_What this task involves_: In the entries that follow, find the line containing "let mut buf = Vec::new();", then output exactly every line from the first through that one.

Segment Open

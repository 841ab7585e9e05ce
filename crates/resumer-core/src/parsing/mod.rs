pub mod contact;
pub mod layout;
pub mod normalize;
pub mod sections;

pub use contact::extract_contact;
pub use layout::{check_layout, LayoutIssue};
pub use normalize::normalize_text;
pub use sections::parse_sections;
use resumer_core::error::ResumeError;
use serde::Serialize;

/// Pretty-print as JSON with four-space indentation.
pub fn to_pretty_json<T: Serialize + ?Sized>(value: &T) -> Result<String, ResumeError> {
    let mut buf = Vec::new();
    let formatter = serde_json::ser::PrettyFormatter::with_indent(b"    ");
    let mut ser = serde_json::Serializer::with_formatter(&mut buf, formatter);
    value.serialize(&mut ser)?;
    Ok(String::from_utf8_lossy(&buf).into_owned())
}

#[cfg(test)]
mod tests {
    use super::*;
    use resumer_core::model::{ContactInfo, ParsedResume};

    #[test]
    fn test_four_space_indent() {
        let resume = ParsedResume {
            contact: ContactInfo {
                email: Some("jane@x.com".into()),
                phone_number: None,
            },
            skills: "Rust".into(),
            ..Default::default()
        };
        let json = to_pretty_json(&resume).unwrap();
        assert!(json.starts_with("{\n    \"Contact\": {\n        \"Email\": \"jane@x.com\"\n    },"));
        assert!(json.contains("\n    \"Skills\": \"Rust\",\n"));
    }
}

Segment Closed

_Answer space_:
repository 841ab7585e9e05ce
filename crates/resumer-core/src/parsing/mod.rs
pub mod contact;
pub mod layout;
pub mod normalize;
pub mod sections;

pub use contact::extract_contact;
pub use layout::{check_layout, LayoutIssue};
pub use normalize::normalize_text;
pub use sections::parse_sections;
use resumer_core::error::ResumeError;
use serde::Serialize;

/// Pretty-print as JSON with four-space indentation.
pub fn to_pretty_json<T: Serialize + ?Sized>(value: &T) -> Result<String, ResumeError> {
    let mut buf = Vec::new();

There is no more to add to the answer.